On Thursday, April 8, Global Meetings Industry Day featured several in-person and virtual events that highlighted the importance of the meeting, incentive, convention, and trade-show industry, while also educating planners on the new landscape they will operate in going forward.
In a virtual session run by Meeting Professionals International titled “Dynamics of the Hotel Sales Structure: What Planners Should Know,” hoteliers noted some of the biggest changes in how they will interact with their planner clients for the foreseeable future—and perhaps forever.
First, Kaaren Hamilton, CMP, vice president of global sales for Red Lion Hotels Corp., said that “it is incumbent on us to keep planners informed of all the changes we’ve made to our sales organizations” since last March.
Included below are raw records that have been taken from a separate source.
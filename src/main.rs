//! Command line front end for trying address bar input interpretation.

use std::path::PathBuf;
use std::process::ExitCode;

use clap::{Parser, Subcommand};
use log::debug;

use omnibar::{
    classify, display_text, interpret, is_supported_protocol, normalize, representative_snippet,
    scheme_of, search_terms_or_url, strip_user_info, Interpretation, SearchEngineRegistry,
};

#[derive(Parser)]
#[command(name = "omnibar")]
#[command(version)]
#[command(about = "Interpret address bar input as a URL or a search", long_about = None)]
struct Cli {
    /// JSON file with search engine definitions (default: built-in engines)
    #[arg(long, global = true, value_name = "FILE")]
    engines: Option<PathBuf>,

    #[command(subcommand)]
    command: Command,
}

#[derive(Subcommand)]
enum Command {
    /// Decide whether to navigate or search, and print the URL to load
    Interpret { input: String },
    /// Print how the input is classified
    Classify { input: String },
    /// Print the canonical URL for the input
    Normalize { input: String },
    /// Print the URL without user-info
    Strip { url: String },
    /// Print the representative label of a URL
    Snippet { url: String },
    /// Print the search terms behind a result page URL, or the URL
    Terms { url: String },
    /// Print what the address bar shows for an observed URL
    Display { url: String },
}

fn main() -> ExitCode {
    env_logger::init();
    let cli = Cli::parse();

    let registry = match cli.engines {
        Some(path) => match SearchEngineRegistry::from_json_file(&path) {
            Ok(registry) => registry,
            Err(err) => {
                eprintln!("Failed to load {}: {}", path.display(), err);
                return ExitCode::FAILURE;
            }
        },
        None => SearchEngineRegistry::builtin(),
    };
    debug!("Using {} search engines", registry.len());

    match cli.command {
        Command::Interpret { input } => match interpret(&input, &registry) {
            Interpretation::Empty => println!("(empty)"),
            Interpretation::Navigate { url } => {
                let scheme = scheme_of(&url).unwrap_or_default();
                println!("navigate {url}");
                if !is_supported_protocol(scheme.as_str()) {
                    println!("  note: scheme {scheme:?} is not handled by the browser");
                }
            }
            Interpretation::Search { url, terms } => println!("search {terms:?} -> {url}"),
        },
        Command::Classify { input } => println!("{:?}", classify(&input)),
        Command::Normalize { input } => println!("{}", normalize(&input)),
        Command::Strip { url } => println!("{}", strip_user_info(&url)),
        Command::Snippet { url } => println!("{}", representative_snippet(&url)),
        Command::Terms { url } => println!("{}", search_terms_or_url(&url, &registry)),
        Command::Display { url } => println!("{}", display_text(&url, &registry)),
    }

    ExitCode::SUCCESS
}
In that time, “we saw lots of property salespeople and directors of sales get furloughed or let go, and even some people in regional sales offices.” At Red Lion, “we partnered with an outsourced sales organization in mid-2020 to keep things going with the many small meetings we host, and we probably won’t see that set-up going away.”
Teresa White, senior director of global sales for Wyndham Hotels & Resorts, said that while her firm’s properties “are starting to staff up in sales again, videoconferencing allowed us to maintain regular contact with planners throughout, and that [practice] is going to continue.” In fact, “reps are actually much more involved in client conversations about objectives” and other higher-level considerations than before, added Hamilton. “There’s been more transparency shown in the communications during the pandemic environment,” which she says will shape the planner-hotelier relationship from now on.
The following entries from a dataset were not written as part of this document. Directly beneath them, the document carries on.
//! Splitting free-form text into URL components.
//!
//! The permissive decomposer follows the generic `scheme:[//authority]path[?query][#fragment]`
//! layout without validating any component, so it accepts anything a user can
//! type and never loses characters: recomposing its output reproduces the
//! input exactly. Strict mode runs the same split but first requires the text
//! to parse as an absolute URL with the `url` crate, and requires both parsers
//! to agree on the host and port.

use url::Url;

use crate::error::OmnibarError;
use crate::types::{DecomposedUri, ParseMode};

/// Split text into URL components. Never fails.
///
/// # Examples
///
/// ```
/// use omnibar::decompose;
///
/// let uri = decompose("https://user@example.com:8080/a?b=c#d");
/// assert_eq!(uri.scheme.as_deref(), Some("https"));
/// assert_eq!(uri.user_info.as_deref(), Some("user"));
/// assert_eq!(uri.host.as_deref(), Some("example.com"));
/// assert_eq!(uri.port, Some(8080));
/// assert_eq!(uri.path, "/a");
///
/// let bare = decompose("example.com");
/// assert_eq!(bare.scheme, None);
/// assert_eq!(bare.path, "example.com");
/// ```
pub fn decompose(text: &str) -> DecomposedUri {
    let (rest, fragment) = match text.split_once('#') {
        Some((rest, fragment)) => (rest, Some(fragment.to_string())),
        None => (text, None),
    };

    let (scheme, rest) = match split_scheme(rest) {
        Some((scheme, rest)) => (Some(scheme.to_string()), rest),
        None => (None, rest),
    };

    let (hier, query) = match rest.split_once('?') {
        Some((hier, query)) => (hier, Some(query.to_string())),
        None => (rest, None),
    };

    let mut uri = DecomposedUri {
        scheme,
        query,
        fragment,
        ..Default::default()
    };

    match hier.strip_prefix("//") {
        Some(after_slashes) => {
            let end = after_slashes.find('/').unwrap_or(after_slashes.len());
            let (authority, path) = after_slashes.split_at(end);
            let (user_info, host, port) = split_authority(authority);
            uri.user_info = user_info.map(str::to_string);
            uri.host = Some(host.to_string());
            uri.port = port;
            uri.path = path.to_string();
        }
        None => uri.path = hier.to_string(),
    }

    uri
}

/// Split text into URL components using the given mode.
///
/// Permissive mode always succeeds. Strict mode fails with
/// [`OmnibarError::MissingScheme`] for relative input and
/// [`OmnibarError::UrlParse`] when the text is otherwise not an absolute URL.
/// Text the `url` crate would rewrite before splitting (backslashes, tabs,
/// line breaks, surrounding control characters or spaces) is rejected, as is
/// text whose split names a different host or port than the parsed URL.
pub fn decompose_with(text: &str, mode: ParseMode) -> Result<DecomposedUri, OmnibarError> {
    let uri = decompose(text);

    if mode == ParseMode::Strict {
        if !uri.has_scheme() {
            return Err(OmnibarError::MissingScheme);
        }
        if has_rewritten_chars(text) {
            return Err(OmnibarError::UrlParse(
                "URL contains characters the parser rewrites".to_string(),
            ));
        }

        let parsed = Url::parse(text)?;
        let split = Url::parse(&uri.without_user_info().recompose())?;
        if host_and_port(&parsed) != host_and_port(&split) {
            return Err(OmnibarError::UrlParse(format!(
                "authority splits differently from parsed host {:?}",
                parsed.host_str().unwrap_or_default()
            )));
        }
    }

    Ok(uri)
}

/// Join decomposed components back into a URL string.
pub fn recompose(uri: &DecomposedUri) -> String {
    uri.recompose()
}

/// The scheme of a URL as the permissive decomposer sees it.
pub fn scheme_of(url: &str) -> Option<String> {
    decompose(url).scheme
}

/// Scheme is everything before the first `:`, unless a `/` or `?` comes first.
fn split_scheme(text: &str) -> Option<(&str, &str)> {
    let colon = text.find(':')?;
    let scheme = &text[..colon];
    if scheme.contains(['/', '?']) {
        return None;
    }
    Some((scheme, &text[colon + 1..]))
}

/// Characters the WHATWG parser drops or treats as `/`, which the split keeps.
fn has_rewritten_chars(text: &str) -> bool {
    text.contains(['\\', '\t', '\n', '\r'])
        || text.starts_with(|c: char| c <= ' ')
        || text.ends_with(|c: char| c <= ' ')
}

fn host_and_port(url: &Url) -> (Option<&str>, Option<u16>) {
    (url.host_str(), url.port_or_known_default())
}

/// Split `user@host:port`. A port only counts when it round-trips through `u16`.
fn split_authority(authority: &str) -> (Option<&str>, &str, Option<u16>) {
    let (user_info, host_port) = match authority.rsplit_once('@') {
        Some((user_info, host_port)) => (Some(user_info), host_port),
        None => (None, authority),
    };

    // Colons inside IPv6 brackets never start a port
    let search_from = host_port.rfind(']').unwrap_or(0);
    if let Some(colon) = host_port[search_from..].rfind(':').map(|i| i + search_from) {
        let digits = &host_port[colon + 1..];
        if let Ok(port) = digits.parse::<u16>() {
            if port.to_string() == digits {
                return (user_info, &host_port[..colon], Some(port));
            }
        }
    }

    (user_info, host_port, None)
}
Especially because “the pace of meeting bookings has picked up tremendously since late March for events anywhere between Q3 2021 and early 2023, planners need to be transparent with us about the flexibility they have with their event dates,” noted White. Between the postponed meetings of the past year and new business competing for space, “we are definitely playing a real-life game of Tetris, and fitting everyone in is going to be tough,” said Hamilton. To make it work, “the concept of shared responsibility is very important. The planner must be part of the process of mitigating risk for the hotel in terms of that event actualizing. We need constant communication and flexibility between both sides to achieve this.”
Another area requiring flexibility and constant communication: service levels. “Hotels are in the middle of trying to align their service levels correctly, and planners have every right to dive deeply into that during contract negotiations,” said Red Lion’s Hamilton. White from Wyndham added that “planners should not assume anything—ask questions that you might never have asked before about how staff levels, social-distancing rules, and other factors will affect the room-set changeover process, the food-and-beverage delivery process, and other meeting elements.”
Lastly, planners should know that hotel companies are looking not only to former industry workers but also to job fairs and colleges to round out their staffs in the post-pandemic environment. This will require more training to bring employees up to speed on servicing not just the business elements of meetings, but also the guest-experience side. “To manage planners’ and guests’ expectations right now,” said Hamilton, “we have to make sure to communicate things such as the fact that we probably won’t be cleaning guest rooms every day.”